Since Freud and Breuer began their work on hysteria
in the 1890s, the association between traumatic
experience and a range of symptoms signalling serious
psychological disturbance has been vital to an effective
clinical response. Sleeplessness, social disorientation,
anxiety attacks and recurrent flashback experiences are
afflictions requiring personalised forms of support and
treatment. But Freud and Breuer also introduced some
problematic assumptions to the treatment process,
prominent amongst them being a view of human memory as
untrustworthy, and especially so in cases where symptoms
of hysteria or neurosis are present.
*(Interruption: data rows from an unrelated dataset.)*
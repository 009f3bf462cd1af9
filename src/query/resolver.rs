//! Comparator resolution.
//!
//! Turns one `(field, placeholder, filter)` triple into a SQL fragment that
//! refers to its value through a named `:placeholder`, plus the value to bind.
//!
//! Equality on text is case-insensitive: the column is wrapped in `lower()`
//! and compared with `like` against the lower-cased value. `%` and `_` in the
//! value are not escaped and therefore act as wildcards.

use crate::models::{Comparator, Filter, FilterValue};
use crate::{Error, Result};

/// A resolved predicate fragment.
#[derive(Debug, Clone, PartialEq, Eq)]
pub struct Resolved {
    /// Fragment text with at most one `:placeholder` reference.
    pub text: String,
    /// Value bound to the placeholder; `None` when no placeholder is used.
    pub value: Option<FilterValue>,
}

impl Resolved {
    fn bound(text: String, value: FilterValue) -> Self {
        Self {
            text,
            value: Some(value),
        }
    }
}

/// Resolves a filter against a physical field.
///
/// The filter is only read; normalized values are returned in
/// [`Resolved::value`].
///
/// # Errors
///
/// Returns [`Error::EmptyFilterValue`] for an `in` filter with an empty list
/// and [`Error::UnsupportedFilterType`] for an `in` filter whose value is not
/// a list.
pub fn resolve(field: &str, placeholder: &str, filter: &Filter) -> Result<Resolved> {
    match filter.comparator {
        Comparator::Eq => Ok(resolve_eq(field, placeholder, &filter.value)),
        Comparator::In => resolve_in(field, placeholder, &filter.value),
        op => Ok(Resolved::bound(
            format!("{field} {op} :{placeholder}"),
            filter.value.clone(),
        )),
    }
}

fn resolve_eq(field: &str, placeholder: &str, value: &FilterValue) -> Resolved {
    match value {
        FilterValue::Null => Resolved {
            text: format!("{field} IS NULL"),
            value: None,
        },
        FilterValue::String(s) => Resolved::bound(
            format!("lower({field}) like :{placeholder}"),
            FilterValue::String(s.to_lowercase()),
        ),
        other => Resolved::bound(format!("{field} = :{placeholder}"), other.clone()),
    }
}

fn resolve_in(field: &str, placeholder: &str, value: &FilterValue) -> Result<Resolved> {
    match value {
        FilterValue::StringList(items) if items.is_empty() => Err(empty(field)),
        FilterValue::IntegerList(items) if items.is_empty() => Err(empty(field)),
        FilterValue::StringList(items) => Ok(Resolved::bound(
            format!("lower({field}) IN (:{placeholder})"),
            FilterValue::StringList(items.iter().map(|s| s.to_lowercase()).collect()),
        )),
        FilterValue::IntegerList(items) => Ok(Resolved::bound(
            format!("{field} IN (:{placeholder})"),
            FilterValue::IntegerList(items.clone()),
        )),
        other => Err(Error::UnsupportedFilterType {
            comparator: Comparator::In,
            value_type: other.type_name(),
        }),
    }
}

fn empty(field: &str) -> Error {
    Error::EmptyFilterValue {
        field: field.to_string(),
    }
}
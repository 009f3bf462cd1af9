//! Record backend trait.

use crate::Result;
use crate::models::{PetType, Posting, RecordKind, Sighting};
use crate::query::{CompiledQuery, PlaceholderStyle};

/// Storage accessor for postings, sightings and pet types.
///
/// Queries take a [`CompiledQuery`] built with this backend's
/// [`placeholder_style`](Self::placeholder_style); an empty clause fetches
/// every record.
pub trait RecordBackend: Send + Sync {
    /// Placeholder spelling the backend binds positionally.
    fn placeholder_style(&self) -> PlaceholderStyle;

    /// Stores a posting with its pet, breeds and tag.
    ///
    /// Returns the stored copy with ids and a fresh `guid` assigned.
    fn insert_posting(&self, posting: &Posting) -> Result<Posting>;

    /// Stores a sighting with its pet, breeds and tag.
    ///
    /// Returns the stored copy with ids and a fresh `guid` assigned.
    fn insert_sighting(&self, sighting: &Sighting) -> Result<Sighting>;

    /// Returns postings matching the query, ordered by id.
    fn query_postings(&self, query: &CompiledQuery) -> Result<Vec<Posting>>;

    /// Returns sightings matching the query, ordered by id.
    fn query_sightings(&self, query: &CompiledQuery) -> Result<Vec<Sighting>>;

    /// Lists the pet types, ordered by id.
    fn pet_types(&self) -> Result<Vec<PetType>>;

    /// Returns the ids of the records of `kind` matching the query.
    fn query_ids(&self, kind: RecordKind, query: &CompiledQuery) -> Result<Vec<i64>> {
        Ok(match kind {
            RecordKind::Posting => self
                .query_postings(query)?
                .into_iter()
                .map(|p| p.report.id)
                .collect(),
            RecordKind::Sighting => self
                .query_sightings(query)?
                .into_iter()
                .map(|s| s.report.id)
                .collect(),
        })
    }
}
//! Command-line arguments.

use crate::Result;
use crate::models::{FilterGroup, Pet, Report, Tag};
use crate::query::{parse_filter_group, parse_timestamp};
use clap::{Args, Parser, Subcommand, ValueEnum};
use std::path::PathBuf;

/// Lostpets - a lost-and-found pet registry.
#[derive(Debug, Parser)]
#[command(name = "lostpets")]
#[command(author, version, about, long_about = None)]
pub struct Cli {
    /// Enable verbose output.
    #[arg(short, long, global = true)]
    pub verbose: bool,

    /// Path to configuration file.
    #[arg(short, long, global = true, env = "LOSTPETS_CONFIG_PATH")]
    pub config: Option<PathBuf>,

    /// Print results as JSON.
    #[arg(long, global = true)]
    pub json: bool,

    /// Command to run.
    #[command(subcommand)]
    pub command: Commands,
}

/// Available commands.
#[derive(Debug, Subcommand)]
pub enum Commands {
    /// Create the database schema and seed pet types.
    Init,

    /// List known pet types.
    Types,

    /// Lost pets.
    Postings {
        /// Posting subcommand.
        #[command(subcommand)]
        action: RecordAction,
    },

    /// Found pets.
    Sightings {
        /// Sighting subcommand.
        #[command(subcommand)]
        action: RecordAction,
    },

    /// Match bookkeeping.
    Match {
        /// Match subcommand.
        #[command(subcommand)]
        action: MatchAction,
    },

    /// Show the SQL a set of filter groups compiles to.
    Query {
        /// Record kind the field names refer to.
        #[arg(short, long, value_enum, default_value = "postings")]
        kind: KindArg,

        /// Filter group, e.g. `petcolor=brown;date>=2019-01-01`. Repeat to OR groups.
        #[arg(short, long = "group")]
        groups: Vec<String>,
    },
}

/// Record kind selector.
#[derive(Debug, Clone, Copy, PartialEq, Eq, ValueEnum)]
pub enum KindArg {
    /// Lost pets.
    Postings,
    /// Found pets.
    Sightings,
}

/// Posting and sighting subcommands.
#[derive(Debug, Subcommand)]
pub enum RecordAction {
    /// List records, optionally filtered.
    List {
        /// Filter group, e.g. `location=park;pettype in dog,cat`. Repeat to OR groups.
        #[arg(short, long = "group")]
        groups: Vec<String>,
    },

    /// Show one record.
    Get {
        /// Private reference.
        #[arg(conflicts_with_all = ["id", "email"], required_unless_present_any = ["id", "email"])]
        guid: Option<String>,

        /// Public id.
        #[arg(long)]
        id: Option<i64>,

        /// Submitter email; may match several records.
        #[arg(long)]
        email: Option<String>,
    },

    /// File a new record and search for matches.
    Add(RecordArgs),

    /// Records of the other kind matched to the record with this reference.
    Matches {
        /// Private reference.
        guid: String,
    },
}

/// Match subcommands.
#[derive(Debug, Subcommand)]
pub enum MatchAction {
    /// Record that the parties of a match were put in touch.
    Contact {
        /// Posting id.
        posting_id: i64,
        /// Sighting id.
        sighting_id: i64,
    },

    /// Delete a match.
    Remove {
        /// Posting id.
        posting_id: i64,
        /// Sighting id.
        sighting_id: i64,
    },
}

/// Fields of a new posting or sighting.
#[derive(Debug, Clone, Args)]
pub struct RecordArgs {
    /// When the pet was lost or found (RFC 3339 or YYYY-MM-DD).
    #[arg(long)]
    pub date: String,

    /// Where the pet was lost or found.
    #[arg(long, default_value = "")]
    pub location: String,

    /// Submitter name.
    #[arg(long, default_value = "")]
    pub name: String,

    /// Submitter email.
    #[arg(long)]
    pub email: String,

    /// Pet type, e.g. Dog.
    #[arg(long = "type", default_value = "")]
    pub pet_type: String,

    /// Pet name.
    #[arg(long, default_value = "")]
    pub pet_name: String,

    /// Pet color.
    #[arg(long, default_value = "")]
    pub color: String,

    /// Distinguishing marks.
    #[arg(long, default_value = "")]
    pub marks: String,

    /// Breed; repeat for mixes.
    #[arg(long = "breed")]
    pub breeds: Vec<String>,

    /// Picture id.
    #[arg(long)]
    pub picture_id: Option<i64>,

    /// Tag shape.
    #[arg(long, default_value = "")]
    pub tag_shape: String,

    /// Tag color.
    #[arg(long, default_value = "")]
    pub tag_color: String,

    /// Tag text.
    #[arg(long, default_value = "")]
    pub tag_text: String,

    /// The finder is holding the animal (sightings only).
    #[arg(long)]
    pub in_custody: bool,
}

impl RecordArgs {
    /// Builds the report described by the arguments.
    ///
    /// # Errors
    ///
    /// Returns [`crate::Error::InvalidInput`] if the date does not parse.
    pub fn to_report(&self) -> Result<Report> {
        let date = parse_timestamp(self.date.trim()).ok_or_else(|| {
            crate::Error::InvalidInput(format!("invalid date '{}'", self.date))
        })?;
        let mut report = Report::new(date);
        report.location.clone_from(&self.location);
        report.name.clone_from(&self.name);
        report.email.clone_from(&self.email);
        report.pet = Pet {
            picture_id: self.picture_id,
            name: self.pet_name.clone(),
            color: self.color.clone(),
            marks: self.marks.clone(),
            type_name: self.pet_type.clone(),
            breeds: self.breeds.clone(),
            tag: Tag {
                shape: self.tag_shape.clone(),
                color: self.tag_color.clone(),
                text: self.tag_text.clone(),
                ..Tag::default()
            },
            ..Pet::default()
        };
        Ok(report)
    }
}

/// Parses repeated `--group` arguments.
///
/// # Errors
///
/// Returns the first parse error.
pub fn parse_groups(groups: &[String]) -> Result<Vec<FilterGroup>> {
    groups.iter().map(|g| parse_filter_group(g)).collect()
}
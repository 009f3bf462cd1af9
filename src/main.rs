//! Binary entry point for lostpets.

#![deny(clippy::all)]
#![warn(clippy::pedantic)]
#![warn(missing_docs)]
// Allow print_stderr in main binary for CLI output
#![allow(clippy::print_stderr)]
// Allow multiple crate versions from transitive dependencies
#![allow(clippy::multiple_crate_versions)]

use anyhow::Context;
use clap::Parser;
use lostpets::LostPetsConfig;
use lostpets::cli::{Cli, Commands, execute};
use lostpets::observability::{self, InitOptions};
use lostpets::services::{BackendFactory, RegistryService};
use std::process::ExitCode;

#[tokio::main]
async fn main() -> ExitCode {
    let cli = Cli::parse();

    let config = match LostPetsConfig::load(cli.config.as_deref()) {
        Ok(config) => config,
        Err(e) => {
            eprintln!("Failed to load configuration: {e}");
            return ExitCode::FAILURE;
        },
    };

    let _observability = match observability::init(
        &config,
        InitOptions {
            verbose: cli.verbose,
            metrics_expose: false,
        },
    ) {
        Ok(handle) => handle,
        Err(e) => {
            eprintln!("Failed to initialize logging: {e}");
            return ExitCode::FAILURE;
        },
    };

    match run(cli, &config).await {
        Ok(()) => ExitCode::SUCCESS,
        Err(e) => {
            eprintln!("Error: {e:#}");
            ExitCode::FAILURE
        },
    }
}

async fn run(cli: Cli, config: &LostPetsConfig) -> anyhow::Result<()> {
    let store = BackendFactory::open_store(&config.database).context("opening the registry")?;
    let service = if matches!(cli.command, Commands::Postings { .. } | Commands::Sightings { .. }) {
        let notifier = BackendFactory::notifier(&config.email).context("setting up email")?;
        RegistryService::from_config(store, notifier, config)
    } else {
        RegistryService::new(store).with_field_maps(
            config.fields.postings_map(),
            config.fields.sightings_map(),
        )
    };

    let mut stdout = std::io::stdout().lock();
    let result = execute(&service, &cli.command, cli.json, &mut stdout);
    drop(stdout);

    // Let searches queued by `add` finish before exiting.
    service.shutdown().await;
    Ok(result?)
}
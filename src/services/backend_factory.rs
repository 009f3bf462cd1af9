//! Backend factory.
//!
//! Turns configuration into the storage backend and notifier the services
//! run on.

use crate::config::{BackendKind, DatabaseConfig, EmailConfig};
use crate::notify::{LogNotifier, Notifier, SmtpNotifier};
use crate::storage::{RegistryStore, SqliteBackend};
use crate::{Error, Result};
use std::sync::Arc;

/// Factory for creating storage backends and notifiers.
pub struct BackendFactory;

impl BackendFactory {
    /// Opens the configured store, creating the schema if needed.
    ///
    /// # Errors
    ///
    /// Returns an error if the store cannot be opened, or
    /// [`Error::InvalidInput`] if PostgreSQL is selected without the
    /// `postgres` feature or without a URL.
    pub fn open_store(config: &DatabaseConfig) -> Result<Arc<dyn RegistryStore>> {
        match config.backend {
            BackendKind::Sqlite => {
                let path = config.sqlite_path();
                tracing::debug!(path = %path.display(), "Opening SQLite store");
                Ok(Arc::new(SqliteBackend::new(path)?))
            },
            BackendKind::Postgres => Self::open_postgres(config),
        }
    }

    #[cfg(feature = "postgres")]
    fn open_postgres(config: &DatabaseConfig) -> Result<Arc<dyn RegistryStore>> {
        let url = config.url.as_deref().ok_or_else(|| {
            Error::InvalidInput("database.url is required for the postgres backend".to_string())
        })?;
        Ok(Arc::new(crate::storage::PostgresBackend::new(
            url,
            config.pool_size,
        )?))
    }

    #[cfg(not(feature = "postgres"))]
    fn open_postgres(_config: &DatabaseConfig) -> Result<Arc<dyn RegistryStore>> {
        Err(Error::InvalidInput(
            "postgres backend requires building with the 'postgres' feature".to_string(),
        ))
    }

    /// Creates the notifier: SMTP when a host is configured, log-only
    /// otherwise.
    ///
    /// # Errors
    ///
    /// Returns an error if SMTP is configured but cannot be set up.
    pub fn notifier(config: &EmailConfig) -> Result<Arc<dyn Notifier>> {
        if config.is_enabled() {
            Ok(Arc::new(SmtpNotifier::from_config(config)?))
        } else {
            tracing::debug!("SMTP not configured, notifications go to the log");
            Ok(Arc::new(LogNotifier::new(config.link_base.clone())))
        }
    }
}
Notions of false or
repressed memory risk undermining the trauma survivor’s
position as a witness to objective realities whose public
validation is of the most urgent importance. The
distinguished German psychoanalyst, Werner Bohleber,
warns that psychoanalysis ‘is in danger of becoming a
treatment technique that actually fades out history’
through a focus on memories in isolation from any concern
for the context of their emergence, so that the past
loses any autonomous meaning (Bohleber 2007, p. 88).